To be fair, this departure is made the more poignant by the fact that I’ve had the honor of helping to care for my dad who became ill during my last journey. I delayed my travels to be able to stay with him. Happily he recovered quite a bit, but it makes leaving that much more emotional. I think, in fact, it’s the emotions which make the packing so difficult.
“Packing should be simple; open bag, put stuff in, close bag.”
At the end of the day, all I have to do is choose some stuff and put it into a bag. Not that complicated! And yet, I can’t function without my packing list which must be printed out. I have to check everything off. And no matter how many things I remove from the pile and decide I don’t need, I fret that I always have too much, and my bags are too heavy. (I’ve left many items behind so far – a heavy charger in Costa Rica, my pajamas in Scotland, a shirt in Vietnam to name just a few…) Updating this in Colombia, I’ve already targeted items to throw out, give away or send home. Every time I look at my stuff I’m considering how I can downsize.
I feel like I’m carrying around this much stuff…
Photograph by Heather Markel
I don’t know why the packing, of all things, doesn’t get ANY easier over time. I know all the rules, I know what I need, I know what I don’t need, I know I can get anything I’ve forgotten. And yet, each and every time I feel like I’m in a whirlwind of last minute errands and making sure that I have “everything I need” that my clothes are clean, etc etc. The worst part is, for example, that I’m writing this blog post the night before I depart. I SHOULD be packing my bags and cleaning up my mother’s apartment. But I clearly hate doing that so much that I’m completely avoiding it.

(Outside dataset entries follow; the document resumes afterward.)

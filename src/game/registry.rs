//! Fixed registry of rooms, one per mode

use serde::Serialize;
use std::collections::BTreeMap;

use super::mode::Mode;
use super::room::Room;

/// Summary of one room for status reporting
#[derive(Debug, Clone, PartialEq, Eq, Serialize)]
pub struct RoomStatus {
    pub mode: Mode,
    pub players: usize,
    pub started: bool,
}

/// Owns every room. Built once at startup; rooms are never added or removed.
#[derive(Debug)]
pub struct RoomRegistry {
    rooms: BTreeMap<Mode, Room>,
}

impl RoomRegistry {
    pub fn new() -> Self {
        Self {
            rooms: Mode::ALL.into_iter().map(|m| (m, Room::new(m))).collect(),
        }
    }

    pub fn room(&self, mode: Mode) -> &Room {
        // Every mode is inserted in `new`
        &self.rooms[&mode]
    }

    pub fn room_mut(&mut self, mode: Mode) -> &mut Room {
        self.rooms
            .get_mut(&mode)
            .unwrap_or_else(|| unreachable!("room for {mode} is created at startup"))
    }

    pub fn rooms(&self) -> impl Iterator<Item = &Room> {
        self.rooms.values()
    }

    pub fn rooms_mut(&mut self) -> impl Iterator<Item = &mut Room> {
        self.rooms.values_mut()
    }

    pub fn status(&self) -> Vec<RoomStatus> {
        self.rooms
            .values()
            .map(|r| RoomStatus {
                mode: r.mode,
                players: r.players.len(),
                started: r.started,
            })
            .collect()
    }
}

impl Default for RoomRegistry {
    fn default() -> Self {
        Self::new()
    }
}
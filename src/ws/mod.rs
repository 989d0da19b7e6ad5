//! WebSocket transport: wire protocol and connection handler

pub mod handler;
pub mod protocol;

pub use handler::ws_handler;
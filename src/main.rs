//! Dodge! arena server - authoritative two-player match server
//!
//! This is the main entry point for the game server. It handles:
//! - WebSocket connections for lobby and match events
//! - Liveness and health HTTP endpoints

use tokio::net::TcpListener;
use tracing::info;
use tracing_subscriber::{layer::SubscriberExt, util::SubscriberInitExt};

use dodge_arena_server::app::AppState;
use dodge_arena_server::config::Config;
use dodge_arena_server::http::build_router;

#[tokio::main]
async fn main() -> anyhow::Result<()> {
    // Load environment variables
    dotenvy::dotenv().ok();

    // Load configuration
    let config = Config::from_env()?;

    // Initialize tracing
    init_tracing(&config.log_level);

    info!("Starting Dodge! arena server");
    info!(
        tick_ms = config.tick_interval.as_millis() as u64,
        spawn_ms = config.spawn_interval.as_millis() as u64,
        time_limit_secs = config.match_time_limit.map(|d| d.as_secs()),
        "Match settings"
    );

    // Create application state and spawn the session service
    let addr = config.server_addr;
    let (state, sessions) = AppState::new(config);
    tokio::spawn(sessions.run());

    // Build router
    let router = build_router(state);

    // Start server
    let listener = TcpListener::bind(addr).await?;

    info!("Server listening on {}", addr);
    info!("Health check: http://{}/health", addr);
    info!("WebSocket endpoint: ws://{}/ws", addr);

    axum::serve(listener, router)
        .with_graceful_shutdown(shutdown_signal())
        .await?;

    info!("Server shutdown complete");
    Ok(())
}

/// Initialize tracing/logging
fn init_tracing(log_level: &str) {
    let env_filter = tracing_subscriber::EnvFilter::try_from_default_env()
        .unwrap_or_else(|_| tracing_subscriber::EnvFilter::new(log_level));

    tracing_subscriber::registry()
        .with(env_filter)
        .with(tracing_subscriber::fmt::layer().with_target(true))
        .init();
}

/// Graceful shutdown signal handler
async fn shutdown_signal() {
    let ctrl_c = async {
        if let Err(e) = tokio::signal::ctrl_c().await {
            tracing::error!(error = %e, "Failed to listen for Ctrl+C");
            std::future::pending::<()>().await;
        }
    };

    #[cfg(unix)]
    let terminate = async {
        match tokio::signal::unix::signal(tokio::signal::unix::SignalKind::terminate()) {
            Ok(mut signal) => {
                signal.recv().await;
            }
            Err(e) => {
                tracing::error!(error = %e, "Failed to install SIGTERM handler");
                std::future::pending::<()>().await;
            }
        }
    };

    #[cfg(not(unix))]
    let terminate = std::future::pending::<()>();

    tokio::select! {
        _ = ctrl_c => {
            info!("Received Ctrl+C, starting graceful shutdown");
        }
        _ = terminate => {
            info!("Received terminate signal, starting graceful shutdown");
        }
    }
}
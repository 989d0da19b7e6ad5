//! Configuration module - environment variable parsing

use std::env;
use std::net::SocketAddr;
use std::str::FromStr;
use std::time::Duration;

/// Application configuration loaded from environment variables
#[derive(Clone, Debug)]
pub struct Config {
    /// Server binding address
    pub server_addr: SocketAddr,
    /// Log level (trace, debug, info, warn, error)
    pub log_level: String,

    /// Period of the simulation tick driver
    pub tick_interval: Duration,
    /// Period of the enemy spawn driver
    pub spawn_interval: Duration,
    /// Optional cap on match length; unset means matches run until resolved
    pub match_time_limit: Option<Duration>,
    /// Fixed seed for enemy spawns (random when unset)
    pub rng_seed: Option<u64>,

    /// Allowed client origins for CORS; empty allows any origin
    pub client_origins: Vec<String>,
}

impl Default for Config {
    fn default() -> Self {
        Self {
            server_addr: SocketAddr::from(([0, 0, 0, 0], 3000)),
            log_level: "info".to_string(),
            tick_interval: Duration::from_millis(50),
            spawn_interval: Duration::from_millis(500),
            match_time_limit: None,
            rng_seed: None,
            client_origins: Vec::new(),
        }
    }
}

impl Config {
    /// Load configuration from environment variables
    pub fn from_env() -> Result<Self, ConfigError> {
        Self::from_lookup(|key| env::var(key).ok())
    }

    /// Build a config from any key lookup (the process environment in production)
    pub fn from_lookup<F>(lookup: F) -> Result<Self, ConfigError>
    where
        F: Fn(&str) -> Option<String>,
    {
        let defaults = Self::default();

        // Hosting platforms provide PORT; fall back to SERVER_ADDR or default
        let server_addr: SocketAddr = match (lookup("PORT"), lookup("SERVER_ADDR")) {
            (Some(port), _) => format!("0.0.0.0:{}", port.trim())
                .parse()
                .map_err(|_| ConfigError::InvalidAddress)?,
            (None, Some(addr)) => addr.trim().parse().map_err(|_| ConfigError::InvalidAddress)?,
            (None, None) => defaults.server_addr,
        };

        let tick_interval =
            parse_millis(&lookup, "TICK_INTERVAL_MS")?.unwrap_or(defaults.tick_interval);
        let spawn_interval =
            parse_millis(&lookup, "SPAWN_INTERVAL_MS")?.unwrap_or(defaults.spawn_interval);

        let match_time_limit = parse::<u64, _>(&lookup, "MATCH_TIME_LIMIT_SECS")?
            .map(|secs| {
                if secs == 0 {
                    Err(ConfigError::Invalid("MATCH_TIME_LIMIT_SECS"))
                } else {
                    Ok(Duration::from_secs(secs))
                }
            })
            .transpose()?;

        let client_origins = lookup("CLIENT_ORIGIN")
            .map(|v| {
                v.split(',')
                    .map(|s| s.trim().to_string())
                    .filter(|s| !s.is_empty())
                    .collect()
            })
            .unwrap_or_default();

        Ok(Self {
            server_addr,
            log_level: lookup("LOG_LEVEL").unwrap_or(defaults.log_level),
            tick_interval,
            spawn_interval,
            match_time_limit,
            rng_seed: parse(&lookup, "RNG_SEED")?,
            client_origins,
        })
    }
}

fn parse<T, F>(lookup: &F, key: &'static str) -> Result<Option<T>, ConfigError>
where
    T: FromStr,
    F: Fn(&str) -> Option<String>,
{
    lookup(key)
        .map(|raw| raw.trim().parse().map_err(|_| ConfigError::Invalid(key)))
        .transpose()
}

fn parse_millis<F>(lookup: &F, key: &'static str) -> Result<Option<Duration>, ConfigError>
where
    F: Fn(&str) -> Option<String>,
{
    match parse::<u64, _>(lookup, key)? {
        Some(0) => Err(ConfigError::Invalid(key)),
        other => Ok(other.map(Duration::from_millis)),
    }
}

/// Configuration errors
#[derive(Debug, thiserror::Error)]
pub enum ConfigError {
    #[error("Invalid value for environment variable: {0}")]
    Invalid(&'static str),

    #[error("Invalid server address format")]
    InvalidAddress,
}
//! Game simulation modules

pub mod drivers;
pub mod engine;
pub mod geometry;
pub mod mode;
pub mod registry;
pub mod room;

pub use drivers::{DriverEvent, DriverKind, DriverScheduler, MatchDrivers, TokioScheduler};
pub use engine::{MatchEngine, Outbound, Recipient};
pub use mode::Mode;
pub use registry::{RoomRegistry, RoomStatus};
pub use room::{Enemy, Player, Room};

use uuid::Uuid;

/// Opaque id of one client connection, used as the player key
pub type ConnectionId = Uuid;
//! Arena modes and their fixed rules

use serde::{Deserialize, Serialize};
use std::fmt;

/// Arena width in world units
pub const ARENA_WIDTH: f32 = 600.0;
/// Arena height in world units
pub const ARENA_HEIGHT: f32 = 500.0;

/// Enemy side length (enemies are squares)
pub const ENEMY_SIZE: f32 = 30.0;
/// Slowest enemy fall speed, units per tick
pub const ENEMY_MIN_SPEED: f32 = 2.0;
/// Fastest enemy fall speed, units per tick
pub const ENEMY_MAX_SPEED: f32 = 5.0;

/// A named arena variant. Each mode has exactly one room.
#[derive(
    Debug, Clone, Copy, Default, PartialEq, Eq, Hash, PartialOrd, Ord, Serialize, Deserialize,
)]
#[serde(rename_all = "snake_case")]
pub enum Mode {
    /// Wide paddle hitbox
    #[default]
    Normal,
    /// Square body hitbox
    Advanced,
}

/// Per-mode player geometry
#[derive(Debug, Clone, Copy, PartialEq)]
pub struct ModeRules {
    pub player_width: f32,
    pub player_height: f32,
    pub start_x: f32,
    pub start_y: f32,
}

impl Mode {
    /// Every mode, in registry order
    pub const ALL: [Mode; 2] = [Mode::Normal, Mode::Advanced];

    /// Resolve a client-supplied mode name. Unknown names fall back to the
    /// default mode instead of failing.
    pub fn from_name(name: &str) -> Self {
        match name {
            "normal" => Self::Normal,
            "advanced" => Self::Advanced,
            _ => Self::default(),
        }
    }

    pub fn as_str(&self) -> &'static str {
        match self {
            Self::Normal => "normal",
            Self::Advanced => "advanced",
        }
    }

    pub fn rules(&self) -> ModeRules {
        match self {
            Self::Normal => ModeRules {
                player_width: 50.0,
                player_height: 10.0,
                start_x: 275.0,
                start_y: 460.0,
            },
            Self::Advanced => ModeRules {
                player_width: 30.0,
                player_height: 30.0,
                start_x: 285.0,
                start_y: 440.0,
            },
        }
    }
}

impl fmt::Display for Mode {
    fn fmt(&self, f: &mut fmt::Formatter<'_>) -> fmt::Result {
        f.write_str(self.as_str())
    }
}
//! Time utilities for the match drivers

use std::time::{Duration, Instant};

/// Number of driver ticks that fit in `limit`, at least one.
/// Saturates at `u64::MAX` for limits too long to count.
pub fn ticks_within(limit: Duration, tick_period: Duration) -> u64 {
    let period = tick_period.as_micros().max(1);
    u64::try_from(limit.as_micros() / period)
        .unwrap_or(u64::MAX)
        .max(1)
}

/// Tracks how long the server has been up
#[derive(Debug, Clone, Copy)]
pub struct Uptime {
    start: Instant,
}

impl Uptime {
    pub fn start() -> Self {
        Self {
            start: Instant::now(),
        }
    }

    pub fn secs(&self) -> u64 {
        self.start.elapsed().as_secs()
    }
}

impl Default for Uptime {
    fn default() -> Self {
        Self::start()
    }
}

OK I think the truth is, my lack of desire and ability to pack is all the fault of The Marvelous Mrs. Maisel. If that show weren’t so good, I bet I’d be packing now instead of binge watching all of season 2 the night before I leave. I have to because I will cancel my Amazon Prime membership when I leave. If she could just be a little less funny and the show a lot less good, I would have no ability to distract myself from this horrible chore I don’t want to do. So, I fully blame The Marvelous Mrs. Maisel for making me stay up too late and get too tired to do a good job packing.
I find it ironic that for a gal that loves to travel, and does it so often, packng remains a constant pain in the ass. And no matter how few clothes I take, it’s the toiletries and the electronics that weigh more than anything. 🙁 I just don’t like doing it, and I guess that’s not going to change.